Author's Note: Author's Note: Man, I stayed up very late last night and then had to get up very early. Now, I feel like crap.

annie

Disclaimer: Nope...

Chapter 7: Hugs solve everything!

By this time most of the other customers had left, making it highly convenient for the characters to do whatever they wanted. So, what else to do but watch television? And what else to watch but Full House?

"Man this should be rated R for weirdness. It sucks!" Hermione announced

Fred/George was very offended by this comment "Are you on drugs! This is the best show ever!"

"Oh yes, so realistic. Have you noticed how everything bad can happen, yet still be resolved in 30 minutes?"

"That's the magic of Full House. We all know that in actuality our world sucks, so why watch entertainment that shows babies getting kidnapped and people getting shot. Instead we should all watch amusing stories with great life advice and hugs, which solve everything. Plus it shows Mary-Kate and Ashley when they were like 4, before they became anorexic drug addicts." Fred explained

After his speech, Fred sat down and everyone, besides Hermione, started clapping. Hermione started crying.

"I can't believe I just got out argued by Fred! This is so horrible!" Hermione said, in between sobs.

Fred gave Hermione a big hug "Don't worry Hermione I still care about you." She immediately felt better and stopped crying and started smiling uncontrollably.

"Thanks Fred I'm all better now!" Hermione said, still smiling like friggin crazy.

But then, from behind a rack of best selling CD's, or maybe behind the bin of $1 VHS tapes, or maybe even in the author's own mind, came a small voice.

"Row, rugs really ro rolve rverything."

Then the small voice, or rather the body the small voice belonged to, scampered off quietly, into the darkness.

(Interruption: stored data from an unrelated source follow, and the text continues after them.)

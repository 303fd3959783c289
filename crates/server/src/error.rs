//! Domain-to-HTTP error mapping.

use axum::http::StatusCode;
use axum::response::{IntoResponse, Response};
use axum::Json;
use chrono::{DateTime, Utc};
use serde::Serialize;
use serde_json::json;

use courier_domain::DomainError;

use crate::dto::ValidationError;

/// Error envelope returned by every failing endpoint.
#[derive(Debug, Serialize)]
pub struct ErrorResponse {
    pub success: bool,
    pub error: ErrorDetail,
    pub timestamp: DateTime<Utc>,
}

#[derive(Debug, Serialize)]
pub struct ErrorDetail {
    pub code: &'static str,
    pub message: String,
    #[serde(skip_serializing_if = "Option::is_none")]
    pub details: Option<serde_json::Value>,
}

pub const CODE_NOT_FOUND: &str = "not_found";
pub const CODE_CONFLICT: &str = "conflict";
pub const CODE_VALIDATION: &str = "validation_error";
pub const CODE_DUPLICATE_REQUEST: &str = "duplicate_request";
pub const CODE_INTERNAL: &str = "internal_server_error";

/// Handler error: a domain failure or a request-level validation failure.
#[derive(Debug)]
pub enum ApiError {
    Domain(DomainError),
    Validation(Vec<ValidationError>),
}

impl From<DomainError> for ApiError {
    fn from(err: DomainError) -> Self {
        ApiError::Domain(err)
    }
}

impl ApiError {
    fn parts(self) -> (StatusCode, &'static str, String, Option<serde_json::Value>) {
        match self {
            ApiError::Validation(errors) => (
                StatusCode::BAD_REQUEST,
                CODE_VALIDATION,
                "validation failed".to_string(),
                Some(json!({ "validation_errors": errors })),
            ),
            ApiError::Domain(err) => match err {
                DomainError::NotFound => (
                    StatusCode::NOT_FOUND,
                    CODE_NOT_FOUND,
                    "notification or batch not found".to_string(),
                    None,
                ),
                DomainError::InvalidChannel { .. } => (
                    StatusCode::BAD_REQUEST,
                    CODE_VALIDATION,
                    "invalid channel: must be sms, email, or push".to_string(),
                    None,
                ),
                DomainError::InvalidPriority { .. } => (
                    StatusCode::BAD_REQUEST,
                    CODE_VALIDATION,
                    "invalid priority: must be high, normal, or low".to_string(),
                    None,
                ),
                DomainError::InvalidContent { .. } => (
                    StatusCode::BAD_REQUEST,
                    CODE_VALIDATION,
                    "invalid content: check character limits and required fields".to_string(),
                    None,
                ),
                DomainError::DuplicateRequest => (
                    StatusCode::CONFLICT,
                    CODE_DUPLICATE_REQUEST,
                    "duplicate request: idempotency key already used".to_string(),
                    None,
                ),
                DomainError::BatchTooLarge { .. } => (
                    StatusCode::BAD_REQUEST,
                    CODE_VALIDATION,
                    "batch size exceeds maximum".to_string(),
                    Some(json!({ "max_size": courier_domain::notification::rules::MAX_BATCH_SIZE })),
                ),
                DomainError::AlreadyTerminal => (
                    StatusCode::CONFLICT,
                    CODE_CONFLICT,
                    "notification already in terminal state".to_string(),
                    None,
                ),
                DomainError::RateLimited { .. } | DomainError::InfrastructureError { .. } => {
                    tracing::error!(error = %err, "internal server error");
                    (
                        StatusCode::INTERNAL_SERVER_ERROR,
                        CODE_INTERNAL,
                        "internal server error".to_string(),
                        None,
                    )
                }
            },
        }
    }
}

impl IntoResponse for ApiError {
    fn into_response(self) -> Response {
        let (status, code, message, details) = self.parts();
        let body = ErrorResponse {
            success: false,
            error: ErrorDetail {
                code,
                message,
                details,
            },
            timestamp: Utc::now(),
        };
        (status, Json(body)).into_response()
    }
}

#[cfg(test)]
mod tests {
    use super::*;

    #[test]
    fn status_codes_follow_the_error_kind() {
        let cases = [
            (DomainError::NotFound, StatusCode::NOT_FOUND, CODE_NOT_FOUND),
            (
                DomainError::InvalidChannel { value: "x".into() },
                StatusCode::BAD_REQUEST,
                CODE_VALIDATION,
            ),
            (
                DomainError::InvalidPriority { value: "x".into() },
                StatusCode::BAD_REQUEST,
                CODE_VALIDATION,
            ),
            (
                DomainError::InvalidContent { reason: "r".into() },
                StatusCode::BAD_REQUEST,
                CODE_VALIDATION,
            ),
            (
                DomainError::DuplicateRequest,
                StatusCode::CONFLICT,
                CODE_DUPLICATE_REQUEST,
            ),
            (
                DomainError::AlreadyTerminal,
                StatusCode::CONFLICT,
                CODE_CONFLICT,
            ),
            (
                DomainError::infrastructure("boom"),
                StatusCode::INTERNAL_SERVER_ERROR,
                CODE_INTERNAL,
            ),
            (
                DomainError::RateLimited {
                    channel: courier_domain::Channel::Sms,
                },
                StatusCode::INTERNAL_SERVER_ERROR,
                CODE_INTERNAL,
            ),
        ];

        for (err, expected_status, expected_code) in cases {
            let (status, code, _, _) = ApiError::Domain(err).parts();
            assert_eq!(status, expected_status);
            assert_eq!(code, expected_code);
        }
    }

    #[test]
    fn batch_too_large_carries_max_size() {
        let (status, code, _, details) =
            ApiError::Domain(DomainError::BatchTooLarge { size: 1001 }).parts();
        assert_eq!(status, StatusCode::BAD_REQUEST);
        assert_eq!(code, CODE_VALIDATION);
        assert_eq!(details.unwrap()["max_size"], 1000);
    }
}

Hm… well, apparently (A loud scream comes from somewhere "DEAD!") I am the only one that heard that little voice, so back to the cast.

"Anyone want to try a Flaming Hot Cheeto?" Ginny asked

Harry was confused "What's a Flaming Hot Cheeto?"

"That's kind of obvious isn't, Potter?" Answered Ron

Everyone gave Harry a look, a look that said "You are so stupid why are we friends with you, you pansie? And the stupid scar is so friggin annoying. Bloody hell, I've lost my mobile." Wow, those wizards can sure say a lot in one look. Everyone took a Flaming Hot Cheeto.

"AHH, these are flaming hot." Harry exclaimed.

Everyone else agreed and ran off to find a water fountain. On the way they knock a few people down and piss quite a view off. But finally victory is discovered as Harry spots a water fountain. But alas, he is trampled by the others after he points out the water fountain. And our hero dies.

"Oh, I'm sorry Harry here, have a hug!" Ginny cried as she hugged his cold, dead body.

But sadly, this is not Full House and Harry was dead, never to wave his wand again. No sexual innuendo intended.

Annie/Note: My head itches, I hope I like, don't have lice or anything. That would kinda blow.